The dimensions of the final image are hardcoded, 400x400. Is there a way to get the render target dimensions dynamically?

Upvotes: 6

Views: 3142

Answers (1)

Ken Thomases
Ken Thomases

Reputation: 90571

I'm not aware of a way to directly query the render target for its dimensions from a fragment function.

One technique would be to pass the dimensions in via a buffer. The app code would then fill that buffer using the render target texture's properties. You're already effectively doing that for your timer parameter. You'd expand that. For example:

struct params
{
    float timer;
    uint2 size;
};

Then, replace float &timer in your function's parameter list with params &params. Replace uses of timer in the function body with params.timer. Use params.size instead of resolution.
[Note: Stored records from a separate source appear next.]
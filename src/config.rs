use std::num::NonZeroUsize;
use std::path::PathBuf;

use clap::Parser;

#[derive(Parser, Debug, Clone)]
#[command(name = "neovm-debugger", version)]
#[command(about = "Interactive step debugger for NeoVM 3 scripts")]
pub struct Config {
    /// Speak the Debug Adapter Protocol on stdin/stdout instead of the prompt
    #[arg(long, alias = "debug-adapter")]
    pub dap: bool,

    /// Hex-encoded script to load before the first command
    #[arg(long, conflicts_with = "file")]
    pub hex: Option<String>,

    /// Raw script file to load before the first command
    #[arg(long)]
    pub file: Option<PathBuf>,

    /// Maximum instructions a single command may execute
    #[arg(long)]
    pub max_steps: Option<NonZeroUsize>,

    /// Log filter used when RUST_LOG is not set
    #[arg(long, default_value = "warn")]
    pub log_level: String,
}

impl Config {
    pub fn step_limit(&self) -> Option<usize> {
        self.max_steps.map(NonZeroUsize::get)
    }
}

#[cfg(test)]
mod tests {
    use super::*;

    #[test]
    fn parses_flags() {
        let config = Config::parse_from([
            "neovm-debugger",
            "--debug-adapter",
            "--max-steps",
            "500",
        ]);
        assert!(config.dap);
        assert_eq!(config.step_limit(), Some(500));
        assert_eq!(config.log_level, "warn");
    }

    #[test]
    fn rejects_zero_step_limit() {
        assert!(Config::try_parse_from(["neovm-debugger", "--max-steps", "0"]).is_err());
        assert!(Config::try_parse_from(["neovm-debugger", "--hex", "11", "--file", "a"]).is_err());
    }
}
Your app code would, of course, have to change how it's setting up buffer 0 to be a struct of the appropriate size and layout, with both the timer and render target dimensions stored into it.

I think it will also work to pass the render target texture in as a parameter to the function (via the render command encoder's fragment texture table). Your fragment function would declare another parameter, such as texture2d<float, access::read> rt [[texture(0)]], to receive that texture parameter. Then, you can call rt.get_width() and rt.get_height() to get its dimensions.